Jáuregui se tomó un par de segundos para descifrar mi última frase. Después, observó:
– Me confunde usted, Galba. Comienzo a adivinar que su problema es que piensa demasiado rápido. Si le he recibido esta mañana ha sido porque debía investigar quién era el que se atrevía a venir a mi casa en nombre de un muerto. También por el muerto en cuestión. Yo apreciaba a Pablo Echevarría, y fui su amigo, en la medida en que los negocios crean ese vínculo, cuando usted estaba escondido no sé ni quiero saber dónde. Que su mujer murió hace tres semanas lo sé porque ha salido en los periódicos. Parece comprensible que el que alguien aparezca ahora lanzando por ahí el nombre de Pablo resulte especialmente llamativo. Intenté que mi secretario le despachara, pero ante su obstinación he consentido en verle yo mismo solamente porque se trataba de Pablo Echevarría. Había imaginado que sería una especie de extorsionista, y mi propósito en tal caso era denunciarle a la policía para que dejara de ir por ahí usando el nombre del difunto. Ahora veo que no es necesario tomar ninguna medida: es usted un pobre lunático, un idiota inofensivo.

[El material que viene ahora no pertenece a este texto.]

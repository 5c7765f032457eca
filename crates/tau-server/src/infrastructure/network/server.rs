//! TCP server: accept loop and per-connection session tasks.
//!
//! This module is responsible for:
//!
//! 1. Binding a TCP listener on the configured address.
//! 2. Accepting renderer connections and giving each one a fresh handler.
//! 3. Running one [`Session`] per connection: socket bytes go into
//!    [`Session::receive`], packets sent by the handler go out through a
//!    [`ChannelSink`] drained by a writer task.
//! 4. Closing every session cleanly on EOF, on a broken stream, or when the
//!    `running` flag is cleared.
//!
//! # Why a writer task?
//!
//! Handlers send packets from inside synchronous callbacks, so the encoder's
//! sink cannot await a socket write.  [`ChannelSink`] only pushes the frame
//! into an unbounded channel; the writer task owns the write half and does
//! the actual I/O.  Frames keep their order because there is exactly one
//! channel and one writer per connection.

use std::sync::{
    atomic::{AtomicBool, Ordering},
    Arc,
};
use std::time::Duration;

use anyhow::Context;
use tokio::io::{AsyncRead, AsyncReadExt, AsyncWrite, AsyncWriteExt, ReadHalf};
use tokio::net::TcpListener;
use tokio::sync::mpsc::{unbounded_channel, UnboundedReceiver, UnboundedSender};
use tokio::time::timeout;
use tracing::{debug, error, info, warn};

use tau_core::{ConnectionInfo, EventHandler, PacketEncoder, PacketSink, Session};

use crate::infrastructure::storage::config::{ProtocolConfig, ServerConfig};

/// How often blocked accepts and reads wake up to check the `running` flag.
const POLL_INTERVAL: Duration = Duration::from_millis(200);

// ── Outbound sink ─────────────────────────────────────────────────────────────

/// [`PacketSink`] that hands frames to the connection's writer task.
#[derive(Debug, Clone)]
pub struct ChannelSink {
    tx: UnboundedSender<Vec<u8>>,
}

impl ChannelSink {
    pub fn new(tx: UnboundedSender<Vec<u8>>) -> Self {
        Self { tx }
    }
}

impl PacketSink for ChannelSink {
    fn send(&mut self, frame: &[u8]) {
        if self.tx.send(frame.to_vec()).is_err() {
            // The writer only stops once the socket is gone.
            debug!(bytes = frame.len(), "writer closed; dropping frame");
        }
    }
}

// ── Public API ────────────────────────────────────────────────────────────────

/// Binds the configured address and serves connections until `running` is
/// set to `false`.
///
/// `make_handler` is called once per accepted connection.
///
/// # Errors
///
/// Returns an error if the configured address is invalid or the listener
/// cannot be bound (port in use, missing permission).
pub async fn run_server<F, H>(
    config: &ServerConfig,
    running: Arc<AtomicBool>,
    make_handler: F,
) -> anyhow::Result<()>
where
    F: Fn() -> H,
    H: EventHandler + Send + 'static,
{
    let addr = config.socket_addr()?;
    let listener = TcpListener::bind(addr)
        .await
        .with_context(|| format!("failed to bind listener on {addr}"))?;

    info!("tau server listening on {addr}");

    serve(listener, config.protocol.clone(), running, make_handler).await
}

/// Runs the accept loop on an already bound listener.
///
/// Split from [`run_server`] so tests can bind an ephemeral port first and
/// learn its address.
pub async fn serve<F, H>(
    listener: TcpListener,
    protocol: ProtocolConfig,
    running: Arc<AtomicBool>,
    make_handler: F,
) -> anyhow::Result<()>
where
    F: Fn() -> H,
    H: EventHandler + Send + 'static,
{
    let protocol = Arc::new(protocol);

    loop {
        if !running.load(Ordering::Relaxed) {
            info!("shutdown flag set; stopping accept loop");
            break;
        }

        match timeout(POLL_INTERVAL, listener.accept()).await {
            Ok(Ok((stream, peer_addr))) => {
                let local_addr = match stream.local_addr() {
                    Ok(addr) => addr,
                    Err(e) => {
                        warn!("dropping connection from {peer_addr}: no local address: {e}");
                        continue;
                    }
                };
                if let Err(e) = stream.set_nodelay(true) {
                    debug!("could not disable Nagle for {peer_addr}: {e}");
                }

                let info = ConnectionInfo::new(peer_addr, local_addr);
                info!("new connection {info}");

                let handler = make_handler();
                let protocol = Arc::clone(&protocol);
                let running = Arc::clone(&running);
                tokio::spawn(async move {
                    handle_connection(stream, info, handler, protocol, running).await;
                });
            }
            Ok(Err(e)) => {
                error!("accept error: {e}");
            }
            Err(_) => {
                // Timeout; loop back to the flag check.
            }
        }
    }

    Ok(())
}

// ── Per-connection handler ────────────────────────────────────────────────────

async fn handle_connection<S, H>(
    stream: S,
    info: ConnectionInfo,
    handler: H,
    protocol: Arc<ProtocolConfig>,
    running: Arc<AtomicBool>,
) where
    S: AsyncRead + AsyncWrite + Send + 'static,
    H: EventHandler + Send + 'static,
{
    match serve_connection(stream, info, handler, &protocol, running).await {
        Ok(()) => info!("connection {info} closed normally"),
        Err(e) => warn!("connection {info} closed with error: {e:#}"),
    }
}

/// Runs the complete lifecycle of one renderer connection.
///
/// Generic over the stream so tests can drive it with an in-memory
/// [`tokio::io::duplex`] pipe.  The session is always closed, and every frame
/// the handler queued is written, before this returns.
///
/// # Errors
///
/// Returns an error when the byte stream is malformed, a socket read or
/// write fails, or the peer disconnects in the middle of a frame.
pub async fn serve_connection<S, H>(
    stream: S,
    info: ConnectionInfo,
    handler: H,
    protocol: &ProtocolConfig,
    running: Arc<AtomicBool>,
) -> anyhow::Result<()>
where
    S: AsyncRead + AsyncWrite + Send + 'static,
    H: EventHandler + Send + 'static,
{
    let (mut reader, writer) = tokio::io::split(stream);
    // Unbounded: handler callbacks are synchronous and cannot wait for room.
    // The queue is limited only by how far a peer that stops reading lets
    // the server's sends run ahead of the socket.
    let (tx, rx) = unbounded_channel();
    let writer_task = tokio::spawn(write_frames(writer, rx));

    let encoder = PacketEncoder::with_max_frame_size(ChannelSink::new(tx), protocol.max_frame_size);
    let mut session = Session::new(handler, encoder);
    session.open(info)?;

    let result = read_loop(&mut reader, &mut session, protocol.read_buffer_size, &running).await;

    let closed = session.close();
    // Dropping the session drops the last sender, which lets the writer
    // finish once the queue is empty.
    drop(session);
    let written = writer_task.await.context("writer task failed")?;

    result?;
    closed.context("peer disconnected in the middle of a frame")?;
    written.context("failed to write to peer")?;
    Ok(())
}

async fn read_loop<S, H>(
    reader: &mut ReadHalf<S>,
    session: &mut Session<H>,
    buffer_size: usize,
    running: &AtomicBool,
) -> anyhow::Result<()>
where
    S: AsyncRead,
    H: EventHandler,
{
    let mut buf = vec![0u8; buffer_size.max(1)];

    loop {
        if !running.load(Ordering::Relaxed) {
            debug!("shutdown flag set; closing connection");
            return Ok(());
        }

        match timeout(POLL_INTERVAL, reader.read(&mut buf)).await {
            Ok(Ok(0)) => return Ok(()),
            Ok(Ok(n)) => {
                let dispatched = session.receive(&buf[..n]).context("malformed byte stream")?;
                debug!(bytes = n, dispatched, "received chunk");
            }
            Ok(Err(e)) => return Err(e).context("socket read failed"),
            Err(_) => {}
        }
    }
}

async fn write_frames<W>(mut writer: W, mut rx: UnboundedReceiver<Vec<u8>>) -> std::io::Result<()>
where
    W: AsyncWrite + Unpin,
{
    while let Some(frame) = rx.recv().await {
        writer.write_all(&frame).await?;
    }
    writer.flush().await?;
    writer.shutdown().await
}

// ── Tests ─────────────────────────────────────────────────────────────────────
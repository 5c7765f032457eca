//! Identifier value types for layouts, layout pages and elements.
//!
//! All three are thin newtypes over `String`.  Equality, ordering and hashing
//! follow the underlying string, so identifiers can be used directly as map
//! keys when routing events.  On the wire every identifier is a plain JSON
//! string.

use std::borrow::Borrow;
use std::fmt;

use serde::{Deserialize, Serialize};
use uuid::Uuid;

macro_rules! string_id {
    ($(#[$meta:meta])* $name:ident) => {
        $(#[$meta])*
        #[derive(Debug, Clone, PartialEq, Eq, PartialOrd, Ord, Hash, Serialize, Deserialize)]
        #[serde(transparent)]
        pub struct $name(String);

        impl $name {
            /// Creates an identifier from any string-like value.
            pub fn new(value: impl Into<String>) -> Self {
                Self(value.into())
            }

            /// Returns the identifier text.
            pub fn as_str(&self) -> &str {
                &self.0
            }

            /// Returns `true` when the identifier is the empty string.
            pub fn is_empty(&self) -> bool {
                self.0.is_empty()
            }
        }

        impl fmt::Display for $name {
            fn fmt(&self, f: &mut fmt::Formatter<'_>) -> fmt::Result {
                f.write_str(&self.0)
            }
        }

        impl From<&str> for $name {
            fn from(value: &str) -> Self {
                Self(value.to_owned())
            }
        }

        impl From<String> for $name {
            fn from(value: String) -> Self {
                Self(value)
            }
        }

        impl AsRef<str> for $name {
            fn as_ref(&self) -> &str {
                &self.0
            }
        }

        impl Borrow<str> for $name {
            fn borrow(&self) -> &str {
                &self.0
            }
        }

        impl PartialEq<str> for $name {
            fn eq(&self, other: &str) -> bool {
                self.0 == other
            }
        }

        impl PartialEq<&str> for $name {
            fn eq(&self, other: &&str) -> bool {
                self.0 == *other
            }
        }
    };
}

string_id!(
    /// Identifies an element inside a layout page (a button, an input, a label).
    ///
    /// Element ids are how the remote renderer reports interactions and how
    /// the server addresses elements in update packets.
    ElementId
);

string_id!(
    /// Identifies one page of a [`crate::LayoutSet`].
    LayoutPageId
);

string_id!(
    /// Identifies a whole layout set.  The remote peer quotes it back in
    /// `requestProcessingError` packets.
    LayoutId
);

impl LayoutId {
    /// Creates a fresh, random layout id.
    pub fn generate() -> Self {
        Self(Uuid::new_v4().to_string())
    }
}

// ── Tests ─────────────────────────────────────────────────────────────────────
//! Routes decoded packets to an [`EventHandler`].

use thiserror::Error;
use tracing::{debug, info, warn};

use crate::dispatch::handler::{ConnectionInfo, EventHandler};
use crate::protocol::codec::DecodeError;
use crate::protocol::encoder::PacketEncoder;
use crate::protocol::framing::FramingError;
use crate::protocol::messages::InboundPacket;

/// Misuse of a dispatcher's connection lifecycle.
#[derive(Debug, Clone, Error, PartialEq, Eq)]
pub enum DispatchError {
    /// An event arrived before [`EventDispatcher::connected`].
    #[error("connection has not been opened")]
    NotConnected,

    /// [`EventDispatcher::connected`] was called twice.
    #[error("connection is already open")]
    AlreadyConnected,

    /// An event arrived after [`EventDispatcher::disconnected`].
    #[error("connection has been closed")]
    Disconnected,
}

#[derive(Debug, Clone, Copy, PartialEq, Eq)]
enum ConnectionState {
    Pending,
    Open(ConnectionInfo),
    Closed,
}

/// Owns one connection's handler and encoder and invokes the handler for
/// each event.
///
/// Dispatch is a plain synchronous call: no queue, no reordering, no
/// deduplication.  Two identical packets produce two handler calls.
#[derive(Debug)]
pub struct EventDispatcher<H> {
    handler: H,
    encoder: PacketEncoder,
    state: ConnectionState,
}

impl<H: EventHandler> EventDispatcher<H> {
    pub fn new(handler: H, encoder: PacketEncoder) -> Self {
        Self {
            handler,
            encoder,
            state: ConnectionState::Pending,
        }
    }

    /// Marks the connection open and calls [`EventHandler::on_connected`].
    ///
    /// # Errors
    ///
    /// [`DispatchError::AlreadyConnected`] if already open,
    /// [`DispatchError::Disconnected`] if already closed.
    pub fn connected(&mut self, info: ConnectionInfo) -> Result<(), DispatchError> {
        match self.state {
            ConnectionState::Pending => {}
            ConnectionState::Open(_) => return Err(DispatchError::AlreadyConnected),
            ConnectionState::Closed => return Err(DispatchError::Disconnected),
        }
        info!(
            session = %info.session_id(),
            remote = %info.remote(),
            local = %info.local(),
            "client connected"
        );
        self.state = ConnectionState::Open(info);
        self.handler.on_connected(&mut self.encoder, &info);
        Ok(())
    }

    /// Invokes the handler method matching `packet`.
    ///
    /// # Errors
    ///
    /// [`DispatchError::NotConnected`] before [`EventDispatcher::connected`],
    /// [`DispatchError::Disconnected`] after [`EventDispatcher::disconnected`].
    pub fn dispatch(&mut self, packet: InboundPacket) -> Result<(), DispatchError> {
        self.ensure_open()?;
        debug!(packet_type = packet.packet_type().as_tag(), "dispatching packet");

        let out = &mut self.encoder;
        match packet {
            InboundPacket::RequestProcessingError { layout_id, message } => {
                debug!(layout = %layout_id, "renderer reported a processing error");
                self.handler.on_request_processing_error(out, &layout_id, &message);
            }
            InboundPacket::ClientDeviceInfo { info } => {
                self.handler.on_client_device_info(out, &info);
            }
            InboundPacket::ButtonClick { element_id } => {
                self.handler.on_button_click(out, &element_id);
            }
            InboundPacket::LayoutPageSwitched { page_id } => {
                self.handler.on_layout_page_switched(out, &page_id);
            }
            InboundPacket::BoolValueUpdate {
                element_id,
                value,
                is_automatic,
            } => {
                self.handler.on_bool_value_update(out, &element_id, value, is_automatic);
            }
            InboundPacket::TextValueUpdate {
                element_id,
                value,
                is_automatic,
            } => {
                self.handler.on_text_value_update(out, &element_id, &value, is_automatic);
            }
        }
        Ok(())
    }

    /// Reports an undecodable frame to the handler.  The connection stays open.
    pub fn decode_failed(&mut self, error: &DecodeError) -> Result<(), DispatchError> {
        self.ensure_open()?;
        warn!("dropping undecodable packet: {error}");
        self.handler.on_decode_error(error);
        Ok(())
    }

    /// Reports a fatal stream error to the handler.  The caller is expected to
    /// tear the connection down next.
    pub fn framing_failed(&mut self, error: &FramingError) {
        warn!("framing error, connection must be closed: {error}");
        self.handler.on_framing_error(error);
    }

    /// Marks the connection closed and calls [`EventHandler::on_disconnected`].
    ///
    /// Repeated calls are no-ops, so the handler sees the event at most once.
    pub fn disconnected(&mut self) {
        if let ConnectionState::Open(info) = self.state {
            info!(
                session = %info.session_id(),
                remote = %info.remote(),
                packets_sent = self.encoder.packets_sent(),
                "client disconnected"
            );
            self.state = ConnectionState::Closed;
            self.handler.on_disconnected();
        } else {
            self.state = ConnectionState::Closed;
        }
    }

    pub fn is_connected(&self) -> bool {
        matches!(self.state, ConnectionState::Open(_))
    }

    /// Endpoints of the open connection, if any.
    pub fn connection_info(&self) -> Option<&ConnectionInfo> {
        match &self.state {
            ConnectionState::Open(info) => Some(info),
            _ => None,
        }
    }

    pub fn handler(&self) -> &H {
        &self.handler
    }

    pub fn handler_mut(&mut self) -> &mut H {
        &mut self.handler
    }

    /// The connection's encoder, for sending outside of a callback.
    pub fn encoder_mut(&mut self) -> &mut PacketEncoder {
        &mut self.encoder
    }

    pub fn into_handler(self) -> H {
        self.handler
    }

    /// Succeeds only while the connection is open.
    pub fn ensure_open(&self) -> Result<(), DispatchError> {
        match self.state {
            ConnectionState::Open(_) => Ok(()),
            ConnectionState::Pending => Err(DispatchError::NotConnected),
            ConnectionState::Closed => Err(DispatchError::Disconnected),
        }
    }
}

// ── Tests ─────────────────────────────────────────────────────────────────────
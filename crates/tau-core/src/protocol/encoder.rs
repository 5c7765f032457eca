//! Outbound packet encoder.
//!
//! [`PacketEncoder`] is the only way application code talks to the renderer.
//! Each method builds one packet, validates it, serializes and frames it, and
//! hands the finished frame to the [`PacketSink`] in a single call.  Nothing
//! is buffered here: ordering on the wire is the order of the calls.

use std::fmt;

use tracing::debug;

use crate::domain::ids::{ElementId, LayoutPageId};
use crate::domain::layout_set::LayoutSet;
use crate::protocol::codec::{encode_outbound_frame, EncodeError};
use crate::protocol::framing::DEFAULT_MAX_FRAME_SIZE;
use crate::protocol::messages::OutboundPacket;

/// Destination for complete outbound frames.
///
/// Implementations must accept the whole frame or drop it; partial writes
/// are their own concern (the server's sink forwards frames to a writer
/// task over a channel).
#[cfg_attr(test, mockall::automock)]
pub trait PacketSink {
    fn send(&mut self, frame: &[u8]);
}

/// Appends frames back to back, exactly as they would appear on the wire.
impl PacketSink for Vec<u8> {
    fn send(&mut self, frame: &[u8]) {
        self.extend_from_slice(frame);
    }
}

/// Typed front end over a [`PacketSink`].
pub struct PacketEncoder {
    sink: Box<dyn PacketSink + Send>,
    max_frame_size: usize,
    packets_sent: u64,
}

impl fmt::Debug for PacketEncoder {
    fn fmt(&self, f: &mut fmt::Formatter<'_>) -> fmt::Result {
        f.debug_struct("PacketEncoder")
            .field("max_frame_size", &self.max_frame_size)
            .field("packets_sent", &self.packets_sent)
            .finish_non_exhaustive()
    }
}

impl PacketEncoder {
    /// Creates an encoder using [`DEFAULT_MAX_FRAME_SIZE`].
    pub fn new(sink: impl PacketSink + Send + 'static) -> Self {
        Self::with_max_frame_size(sink, DEFAULT_MAX_FRAME_SIZE)
    }

    pub fn with_max_frame_size(sink: impl PacketSink + Send + 'static, max_frame_size: usize) -> Self {
        Self {
            sink: Box::new(sink),
            max_frame_size,
            packets_sent: 0,
        }
    }

    pub fn max_frame_size(&self) -> usize {
        self.max_frame_size
    }

    /// Number of frames handed to the sink so far.
    pub fn packets_sent(&self) -> u64 {
        self.packets_sent
    }

    /// Replaces the renderer's whole UI with `layout`.
    ///
    /// # Errors
    ///
    /// Returns [`EncodeError::Layout`] when the set fails validation; nothing
    /// is sent in that case.
    pub fn reset_layout(&mut self, layout: &LayoutSet) -> Result<(), EncodeError> {
        let layout = layout.to_document()?;
        self.send(&OutboundPacket::ResetLayout { layout })
    }

    /// Asks the renderer to show another page of the current layout set.
    pub fn change_shown_page(&mut self, page_id: &LayoutPageId) -> Result<(), EncodeError> {
        self.send(&OutboundPacket::ChangeShownPage {
            page_id: page_id.clone(),
        })
    }

    /// Sets the content of a text input.
    pub fn update_text_value(&mut self, element_id: &ElementId, value: &str) -> Result<(), EncodeError> {
        self.send(&OutboundPacket::UpdateTextValue {
            element_id: element_id.clone(),
            value: value.to_string(),
        })
    }

    /// Sets the state of a boolean input.
    pub fn update_bool_value(&mut self, element_id: &ElementId, value: bool) -> Result<(), EncodeError> {
        self.send(&OutboundPacket::UpdateBoolValue {
            element_id: element_id.clone(),
            value,
        })
    }

    /// Changes the caption of a button or boolean input, or a label's text.
    pub fn change_element_note(&mut self, element_id: &ElementId, note: &str) -> Result<(), EncodeError> {
        self.send(&OutboundPacket::ChangeElementNote {
            element_id: element_id.clone(),
            note: note.to_string(),
        })
    }

    /// Encodes and sends an arbitrary outbound packet.
    ///
    /// # Errors
    ///
    /// Returns [`EncodeError`] if the packet is invalid or its frame would
    /// exceed the maximum frame size.  The sink is not called on error.
    pub fn send(&mut self, packet: &OutboundPacket) -> Result<(), EncodeError> {
        let frame = encode_outbound_frame(packet, self.max_frame_size)?;
        debug!(
            packet_type = packet.packet_type().as_tag(),
            bytes = frame.len(),
            "sending packet"
        );
        self.sink.send(&frame);
        self.packets_sent += 1;
        Ok(())
    }
}

// ── Tests ─────────────────────────────────────────────────────────────────────

#[cfg(test)]
mod tests {
    use super::*;
    use std::sync::{Arc, Mutex};

    use mockall::predicate::function;

    use crate::domain::layout::{ButtonElement, ContainerElement, LabelElement};
    use crate::domain::layout_set::LayoutPage;
    use crate::protocol::codec::decode_outbound;
    use crate::protocol::framing::StreamParser;

    /// Sink that keeps every frame so the test can inspect it afterwards.
    #[derive(Clone, Default)]
    struct RecordingSink {
        frames: Arc<Mutex<Vec<Vec<u8>>>>,
    }

    impl PacketSink for RecordingSink {
        fn send(&mut self, frame: &[u8]) {
            self.frames.lock().unwrap().push(frame.to_vec());
        }
    }

    impl RecordingSink {
        fn packets(&self) -> Vec<OutboundPacket> {
            let mut parser = StreamParser::default();
            self.frames
                .lock()
                .unwrap()
                .iter()
                .map(|f| {
                    let frames = parser.feed(f).unwrap();
                    assert_eq!(frames.len(), 1, "each send must carry exactly one frame");
                    decode_outbound(frames[0].payload()).unwrap()
                })
                .collect()
        }
    }

    fn sample_layout() -> LayoutSet {
        LayoutSet::with_id("SAMPLE_LAYOUT_ID")
            .push_page(LayoutPage::new(
                "P1",
                ContainerElement::vertical()
                    .push(ButtonElement::new().id("B1").note("go").switch_to_page_on_click("P2")),
            ))
            .push_page(LayoutPage::new("P2", LabelElement::new("page two").id("L2")))
    }

    #[test]
    fn test_each_method_calls_sink_exactly_once() {
        let mut sink = MockPacketSink::new();
        sink.expect_send().times(5).return_const(());
        let mut encoder = PacketEncoder::new(sink);

        encoder.reset_layout(&sample_layout()).unwrap();
        encoder.change_shown_page(&LayoutPageId::new("P2")).unwrap();
        encoder.update_text_value(&ElementId::new("T"), "text").unwrap();
        encoder.update_bool_value(&ElementId::new("C"), true).unwrap();
        encoder.change_element_note(&ElementId::new("L2"), "note").unwrap();

        assert_eq!(encoder.packets_sent(), 5);
    }

    #[test]
    fn test_sink_receives_length_prefixed_frame() {
        let mut sink = MockPacketSink::new();
        sink.expect_send()
            .with(function(|frame: &[u8]| {
                let text = String::from_utf8_lossy(frame);
                match text.split_once('|') {
                    Some((header, body)) => header.parse::<usize>().ok() == Some(body.len()),
                    None => false,
                }
            }))
            .times(1)
            .return_const(());
        let mut encoder = PacketEncoder::new(sink);

        encoder
            .update_bool_value(&ElementId::new("CHECKBOX"), false)
            .unwrap();
    }

    #[test]
    fn test_invalid_packet_never_reaches_sink() {
        let mut sink = MockPacketSink::new();
        sink.expect_send().never();
        let mut encoder = PacketEncoder::new(sink);

        assert_eq!(
            encoder.update_text_value(&ElementId::new(""), "x"),
            Err(EncodeError::EmptyIdentifier { field: "elementId" })
        );
        assert!(matches!(
            encoder.reset_layout(&LayoutSet::with_id("EMPTY")),
            Err(EncodeError::Layout(_))
        ));
        assert_eq!(encoder.packets_sent(), 0);
    }

    #[test]
    fn test_oversized_packet_is_rejected_locally() {
        let mut sink = MockPacketSink::new();
        sink.expect_send().never();
        let mut encoder = PacketEncoder::with_max_frame_size(sink, 32);

        let result = encoder.change_element_note(&ElementId::new("L"), &"n".repeat(64));
        assert!(matches!(result, Err(EncodeError::FrameTooLarge { max: 32, .. })));
    }

    #[test]
    fn test_packets_arrive_in_call_order() {
        let sink = RecordingSink::default();
        let mut encoder = PacketEncoder::new(sink.clone());

        encoder.reset_layout(&sample_layout()).unwrap();
        encoder.change_shown_page(&LayoutPageId::new("P2")).unwrap();
        encoder.change_element_note(&ElementId::new("L2"), "Button 1 pressed").unwrap();

        let packets = sink.packets();
        assert_eq!(packets.len(), 3);
        assert!(matches!(&packets[0], OutboundPacket::ResetLayout { layout } if layout.start_page == "P1"));
        assert_eq!(
            packets[1],
            OutboundPacket::ChangeShownPage {
                page_id: LayoutPageId::new("P2")
            }
        );
        assert_eq!(
            packets[2],
            OutboundPacket::ChangeElementNote {
                element_id: ElementId::new("L2"),
                note: "Button 1 pressed".to_string(),
            }
        );
    }

    #[test]
    fn test_vec_sink_concatenates_frames() {
        let mut sink = Vec::new();

        PacketSink::send(&mut sink, b"2|{}");
        PacketSink::send(&mut sink, b"3|[1]");

        assert_eq!(sink, b"2|{}3|[1]".to_vec());
    }

    #[test]
    fn test_packets_sent_counts_successful_sends_only() {
        let mut encoder = PacketEncoder::new(Vec::new());
        encoder.update_bool_value(&ElementId::new("A"), true).unwrap();
        encoder.update_bool_value(&ElementId::new("B"), false).unwrap();
        assert!(encoder.update_bool_value(&ElementId::new(""), true).is_err());
        assert_eq!(encoder.packets_sent(), 2);
    }
}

Le dejé hablar, recrearse en su arrogancia y su desdén. Era exactamente la especie de canalla que había imaginado. Busqué un modo de transmitírselo:
– Se precipita a hacer un resumen de este encuentro cuando aún no ha concluido, Jáuregui. Debería salir a la calle y dejar de tratar todo el día con cretinos con la cintura engrasada para doblarse a su paso. Los psiquiatras lo llaman la imbecilidad del golfista. Es la enfermedad que sufren quienes tienen vastas superficies de césped entre sus ojos y la realidad. Acaban incapacitados para el juego en corto. Le he dicho por qué he venido a verle, pero no para qué.
Jáuregui suspiró, dudando por un instante entre enfurecerse o seguir despreciándome. Consultó su reloj y, parsimoniosamente, optó por lo segundo:
– Muy bien, Galba. Tiene quince minutos para presentarlo del modo más apasionante que se le ocurra.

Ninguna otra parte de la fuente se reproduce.